Chance the Rapper – No Problem (Live on Ellen) (2016)
It took only a short time for Chicago’s Chance the Rapper to rise from underground sweetheart to one of hip-hop’s most important names. Four years after his debut mixtape, the 23-year-old’s face already seems eligible for a Mount Rushmore of rap – at least the Rushmore covering mid-to-late 2016. It’s not just music, but community (and brand) building that’s lifted his currency, distinguishing him from fellow travellers such as Danny Brown and Young Thug. A few days before Chance’s Sept. 27 performance in Toronto, he hosted the Magnificent Coloring Day Festival, a 12-hour jamboree on his hometown’s South Side. Chance reportedly bought back and redistributed hundreds of scalped tickets; Kanye West, John Legend, Tyler, the Creator and Skrillex were among the acts who leaped onto his bandwagon, cavorting before the twice-sold-out crowd.
And “cavorting” seems like the apposite verb. Chance and his crew have positioned themselves in gleeful, giddy contrast to world-weary street rappers such as Future. He dances with muppets, rhymes about grilled cheese, scampers across stages in dungarees and a smile. He tweets with the hashtag #BlackBoyJoy. And he appears on the distinctly undangerous Ellen Degeneres Show – bringing Lil Wayne and 2 Chainz, no less – and turning in a performance of contagious, chaotic elation. There’s always been a revelry to No Problem – it’s a song about freedom, slaloming across a gospel loop. But here the celebration’s so complete that it feels as if it could encompass everyone, the studio audience on their feet and the dumbstruck viewers at home, anybody anywhere who’s qualified to grin a grin.

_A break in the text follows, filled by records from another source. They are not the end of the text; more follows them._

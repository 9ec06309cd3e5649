//! Integration test suite for jv
//!
//! End-to-end tests of the three pipelines against temp directories and a
//! local HTTP server, plus smoke tests of the `jv` binary.
//!
//! ```bash
//! cargo test --test integration
//! ```
//!
//! - **environment**: store rewrites through the shell profile store
//! - **install**: install, reinstall, discover and uninstall
//! - **self_update**: release lookup, update and rollback
//! - **cli**: the binary with an isolated configuration

#[path = "../common/mod.rs"]
mod common;

mod cli;
mod environment;
mod install;
mod self_update;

John and Beverley Martyn – Give Us A Ring (1970)
Originally intended for Nick Drake, Give Us A Ring is an example of song as letter – a dispatch from John and Beverley to a friend on holiday. It was written by John Wheeler, and John Martyn allegedly gave Wheeler his wedding ring as a fitting – if excessive – thank you for the material. Almost 50 years after its recording, Give Us A Ring still sounds timeless. The Martyns’ letter might as well be an e-mail; it’s so easy to imagine the friend they’re writing to, tanned and languid, who penned them a postcard on the beach “or on your pillow / or on a book or something stiff.” They ask him about the food; they ask him how he’s sleeping. And despite the singers’ very seventies-ish request that their friend smuggle them home some drugs, what burnishes the song are the banalities the couple shares from their own boring, homebound lives. We’ve all been there, telling our best friends about the smallest things. Missing them so much, even though we can’t say exactly why.